Measuring, recording and analyzing spectral information of materials as its unique finger print using a ubiquitous smartphone has been desired by scientists and consumers. We demonstrated it as drug classification by chemical components with smartphone Raman spectrometer. The Raman spectrometer is based on the CMOS image sensor of the smartphone with a periodic array of band pass filters, capturing 2D Raman spectral intensity map, newly defined as spectral barcode in this work. Here we show 11 major components of drugs are classified with high accuracy, 99.0%, with the aid of convolutional neural network (CNN). The beneficial of spectral barcodes is that even brand name of drug is distinguishable and major component of unknown drugs can be identified. Combining spectral barcode with information obtained by red, green and blue (RGB) imaging system or applying image recognition techniques, this inherent property based labeling system will facilitate fundamental research and business opportunities.

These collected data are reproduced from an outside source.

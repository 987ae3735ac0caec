//! # tdoa-types
//!
//! Shared data model for the TDOA geolocation pipeline.
//!
//! These types are used by:
//! - `tdoa-node`: the receiver-node service (time base, correlators, solver)
//! - the time-reference wire protocol (JSON payloads inside the binary frame)
//!
//! ## Conventions
//!
//! - Positions are Cartesian metres in a local ENU frame; the solver works in 2-D
//! - Time differences are signed seconds, positive when the non-reference
//!   receiver hears the emission later than the reference
//! - Nanosecond timestamps count from the Unix epoch
//! - Confidence values are always in [0, 1]

use chrono::{DateTime, Utc};
use serde::{Deserialize, Serialize};

// ── Synchronization status ────────────────────────────────────────────────────

/// Discipline state of a node's local clock.
#[derive(Debug, Clone, Copy, PartialEq, Eq, Serialize, Deserialize, Default)]
#[serde(rename_all = "SCREAMING_SNAKE_CASE")]
pub enum SyncStatus {
    #[default]
    Unknown,
    /// Time base created but no reference seen yet
    Unsynchronized,
    /// GPS fix present, collecting PPS pulses
    Acquiring,
    /// Disciplined to the reference within tolerance
    Synchronized,
    /// Reference lost, coasting on the last drift estimate
    Holdover,
    /// Holdover budget expired or drift over threshold
    Error,
}

/// Where a node's time reference comes from.
#[derive(Debug, Clone, Copy, PartialEq, Eq, Serialize, Deserialize, Default)]
#[serde(rename_all = "SCREAMING_SNAKE_CASE")]
pub enum SyncSource {
    #[default]
    None,
    Gps,
    Ptp,
    Ntp,
    Manual,
    LocalOscillator,
}

// ── Time reference ────────────────────────────────────────────────────────────

/// A node's disciplined time estimate at one instant.
///
/// Exchanged between nodes over the time-reference protocol; always encoded
/// explicitly (JSON payload), never as raw struct bytes.
#[derive(Debug, Clone, Serialize, Deserialize)]
pub struct TimeReference {
    /// Wall-clock timestamp at capture
    pub timestamp: DateTime<Utc>,
    /// Disciplined nanoseconds since the Unix epoch
    pub nanoseconds: u64,
    /// 1-sigma uncertainty of `nanoseconds`, in ns
    pub uncertainty_ns: f64,
    pub source: SyncSource,
    pub status: SyncStatus,
}

/// Per-node synchronization health, broadcast every status interval.
#[derive(Debug, Clone, Serialize, Deserialize)]
pub struct NodeStatus {
    pub node_id: String,
    pub sync_status: SyncStatus,
    pub primary_source: SyncSource,
    pub secondary_source: SyncSource,
    /// Current time uncertainty in nanoseconds
    pub uncertainty_ns: f64,
    /// Allan deviation at tau = 1 s (0 until enough samples)
    pub allan_deviation: f64,
    /// Clock drift estimate in parts per billion
    pub drift_rate_ppb: f64,
    /// GPS satellites in view (0 for non-GPS sources)
    pub satellite_count: u32,
    /// Nanosecond timestamp of the last update from this node
    pub last_update_ns: u64,
}

impl Default for NodeStatus {
    fn default() -> Self {
        Self {
            node_id: String::new(),
            sync_status: SyncStatus::Unknown,
            primary_source: SyncSource::None,
            secondary_source: SyncSource::None,
            uncertainty_ns: 1_000_000.0, // 1 ms until first discipline
            allan_deviation: 0.0,
            drift_rate_ppb: 0.0,
            satellite_count: 0,
            last_update_ns: 0,
        }
    }
}

// ── Signal sources (receivers) ────────────────────────────────────────────────

/// A receiver participating in the TDOA fix.
///
/// Positions are assumed static for the duration of a position fix.
/// Delay fields are in seconds and default to zero until calibrated.
#[derive(Debug, Clone, Serialize, Deserialize, Default)]
pub struct SignalSource {
    pub id: String,
    /// East, metres
    pub x: f64,
    /// North, metres
    pub y: f64,
    /// Up, metres (unused by the 2-D solver, carried for calibration)
    pub z: f64,
    /// Known clock offset relative to the reference node, seconds
    pub clock_offset: f64,
    /// Clock drift, seconds per second
    pub clock_drift: f64,
    /// Cable delay, seconds
    pub cable_delay: f64,
    /// Antenna delay, seconds
    pub antenna_delay: f64,
}

impl SignalSource {
    pub fn at(id: impl Into<String>, x: f64, y: f64) -> Self {
        Self { id: id.into(), x, y, ..Default::default() }
    }

    /// Euclidean 2-D distance to a point, metres.
    pub fn distance_to(&self, x: f64, y: f64) -> f64 {
        ((self.x - x).powi(2) + (self.y - y).powi(2)).sqrt()
    }
}

// ── Time differences ──────────────────────────────────────────────────────────

/// One validated TDOA measurement between a reference receiver and a peer.
#[derive(Debug, Clone, Serialize, Deserialize)]
pub struct TimeDifference {
    /// Reference receiver id
    pub reference_id: String,
    /// Non-reference receiver id
    pub source_id: String,
    /// Signed delay in seconds (positive: `source_id` hears the emission later)
    pub time_diff: f64,
    /// 1-sigma uncertainty in seconds
    pub uncertainty: f64,
    /// Confidence in [0, 1], derived from the correlation peak
    pub confidence: f64,
    /// Nanosecond timestamp of the underlying segment pair
    pub timestamp_ns: u64,
}

impl TimeDifference {
    pub fn new(
        reference_id: impl Into<String>,
        source_id: impl Into<String>,
        time_diff: f64,
        uncertainty: f64,
        confidence: f64,
        timestamp_ns: u64,
    ) -> Self {
        Self {
            reference_id: reference_id.into(),
            source_id: source_id.into(),
            time_diff,
            uncertainty,
            confidence,
            timestamp_ns,
        }
    }
}

/// All time differences extracted from one segment epoch, against one reference.
#[derive(Debug, Clone, Default, Serialize, Deserialize)]
pub struct TimeDifferenceSet {
    pub differences: Vec<TimeDifference>,
    pub timestamp_ns: u64,
    pub reference_id: String,
}

impl TimeDifferenceSet {
    pub fn is_empty(&self) -> bool {
        self.differences.is_empty()
    }

    pub fn len(&self) -> usize {
        self.differences.len()
    }
}

// ── Position fix ──────────────────────────────────────────────────────────────

/// 2-D position estimate with per-axis uncertainty.
#[derive(Debug, Clone, Copy, Serialize, Deserialize)]
pub struct Position2D {
    pub x: f64,
    pub y: f64,
    /// 1-sigma uncertainty along x, metres
    pub uncertainty_x: f64,
    /// 1-sigma uncertainty along y, metres
    pub uncertainty_y: f64,
    /// Confidence in [0, 1]
    pub confidence: f64,
}

impl Default for Position2D {
    fn default() -> Self {
        Self { x: 0.0, y: 0.0, uncertainty_x: 1000.0, uncertainty_y: 1000.0, confidence: 0.0 }
    }
}

/// Equi-probability contour of the position estimate at a confidence level.
#[derive(Debug, Clone, Copy, Default, Serialize, Deserialize)]
pub struct ConfidenceEllipse {
    pub center_x: f64,
    pub center_y: f64,
    /// Semi-major axis, metres
    pub semi_major: f64,
    /// Semi-minor axis, metres
    pub semi_minor: f64,
    /// Rotation of the major axis from +x, radians
    pub rotation_rad: f64,
    /// Confidence level the axes were scaled for (e.g. 0.95)
    pub confidence_level: f64,
}

/// Dilution-of-precision record. All zero when the receiver geometry is
/// degenerate (collinear) or fewer than three receivers are known.
#[derive(Debug, Clone, Copy, Default, Serialize, Deserialize)]
pub struct GdopInfo {
    pub gdop: f64,
    pub pdop: f64,
    pub hdop: f64,
    /// Always 0 in 2-D
    pub vdop: f64,
    pub tdop: f64,
}

impl GdopInfo {
    /// True when the geometry matrix was rank-deficient and no DOP could be
    /// computed.
    pub fn is_degenerate(&self) -> bool {
        self.gdop == 0.0
    }
}

/// Complete output of one multilateration solve.
#[derive(Debug, Clone, Serialize, Deserialize)]
pub struct PositionFix {
    pub position: Position2D,
    pub ellipse: ConfidenceEllipse,
    pub gdop: GdopInfo,
    /// Iterations taken by the iterative solver (0 for closed-form)
    pub iterations: u32,
    /// Norm of the final measurement residual, seconds
    pub residual_norm: f64,
    pub valid: bool,
    /// Human-readable reason when `valid` is false
    pub diagnostic: String,
}

impl PositionFix {
    pub fn invalid(diagnostic: impl Into<String>) -> Self {
        Self {
            position: Position2D::default(),
            ellipse: ConfidenceEllipse::default(),
            gdop: GdopInfo::default(),
            iterations: 0,
            residual_norm: 0.0,
            valid: false,
            diagnostic: diagnostic.into(),
        }
    }
}

// ── Task priority ─────────────────────────────────────────────────────────────

/// Scheduling priority for processing-fabric tasks and resource requests.
/// Ordering: `Low < Normal < High < Critical`.
#[derive(Debug, Clone, Copy, PartialEq, Eq, PartialOrd, Ord, Hash, Serialize, Deserialize, Default)]
#[serde(rename_all = "SCREAMING_SNAKE_CASE")]
pub enum TaskPriority {
    Low,
    #[default]
    Normal,
    High,
    Critical,
}

impl TaskPriority {
    pub const ALL: [TaskPriority; 4] =
        [TaskPriority::Low, TaskPriority::Normal, TaskPriority::High, TaskPriority::Critical];
}

// ── Resource kinds ────────────────────────────────────────────────────────────

/// A schedulable resource tracked by the resource pool.
#[derive(Debug, Clone, PartialEq, Eq, Hash, Serialize, Deserialize)]
#[serde(rename_all = "SCREAMING_SNAKE_CASE")]
pub enum ResourceKind {
    /// CPU cores
    Cpu,
    /// Memory, MB
    Memory,
    /// GPU memory, MB
    Gpu,
    /// Network bandwidth, MB/s
    Network,
    /// Disk throughput, MB/s
    Disk,
    /// Application-defined resource
    Custom(String),
}

impl ResourceKind {
    /// Default unit string for display and status payloads.
    pub fn unit(&self) -> &str {
        match self {
            ResourceKind::Cpu => "cores",
            ResourceKind::Memory | ResourceKind::Gpu => "MB",
            ResourceKind::Network | ResourceKind::Disk => "MB/s",
            ResourceKind::Custom(_) => "units",
        }
    }
}

// ── Protocol message types ────────────────────────────────────────────────────

/// Wire message kinds for the time-reference protocol (`u8` on the wire).
#[derive(Debug, Clone, Copy, PartialEq, Eq, Serialize, Deserialize)]
#[repr(u8)]
pub enum MessageType {
    TimeReference = 0,
    SyncRequest = 1,
    SyncResponse = 2,
    StatusUpdate = 3,
    StatusRequest = 4,
    StatusResponse = 5,
    ConsensusProposal = 6,
    ConsensusVote = 7,
    Alert = 8,
}

impl MessageType {
    pub fn from_u8(v: u8) -> Option<Self> {
        match v {
            0 => Some(Self::TimeReference),
            1 => Some(Self::SyncRequest),
            2 => Some(Self::SyncResponse),
            3 => Some(Self::StatusUpdate),
            4 => Some(Self::StatusRequest),
            5 => Some(Self::StatusResponse),
            6 => Some(Self::ConsensusProposal),
            7 => Some(Self::ConsensusVote),
            8 => Some(Self::Alert),
            _ => None,
        }
    }
}

#[cfg(test)]
mod tests {
    use super::*;

    #[test]
    fn priority_ordering_matches_scheduling_rule() {
        assert!(TaskPriority::Critical > TaskPriority::High);
        assert!(TaskPriority::High > TaskPriority::Normal);
        assert!(TaskPriority::Normal > TaskPriority::Low);
    }

    #[test]
    fn message_type_round_trips_through_u8() {
        for v in 0..=8u8 {
            let mt = MessageType::from_u8(v).unwrap();
            assert_eq!(mt as u8, v);
        }
        assert!(MessageType::from_u8(9).is_none());
    }

    #[test]
    fn signal_source_defaults_are_zero() {
        let s = SignalSource::at("rx-1", 100.0, -50.0);
        assert_eq!(s.clock_offset, 0.0);
        assert_eq!(s.clock_drift, 0.0);
        assert_eq!(s.cable_delay, 0.0);
        assert_eq!(s.antenna_delay, 0.0);
        assert!((s.distance_to(100.0, -50.0)).abs() < 1e-12);
    }

    #[test]
    fn node_status_serializes_as_screaming_snake() {
        let json = serde_json::to_string(&SyncStatus::Holdover).unwrap();
        assert_eq!(json, "\"HOLDOVER\"");
    }
}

科学家和消费者一直希望能使用随处可见的智能手机来测量、记录和分析材料的光谱信息,将其作为独特的指纹识别。我们通过智能手机拉曼光谱仪展示了基于化学成分的药物分类。该拉曼光谱仪基于配备带通滤波器周期性阵列的智能手机CMOS图像传感器,可捕捉二维拉曼光谱强度图,在本研究中被新定义为光谱条形码。在此,我们展示借助卷积神经网络(CNN),11种主要药物成分的分类准确率高达99.0%。光谱条形码的优势在于,即使是药品品牌也可区分,未知药物的主要成分也能被识别。将光谱条形码与通过红、绿、蓝(RGB)成像系统获取的信息相结合,或应用图像识别技术,这种基于固有特性的标记系统将推动基础研究并创造商业机会。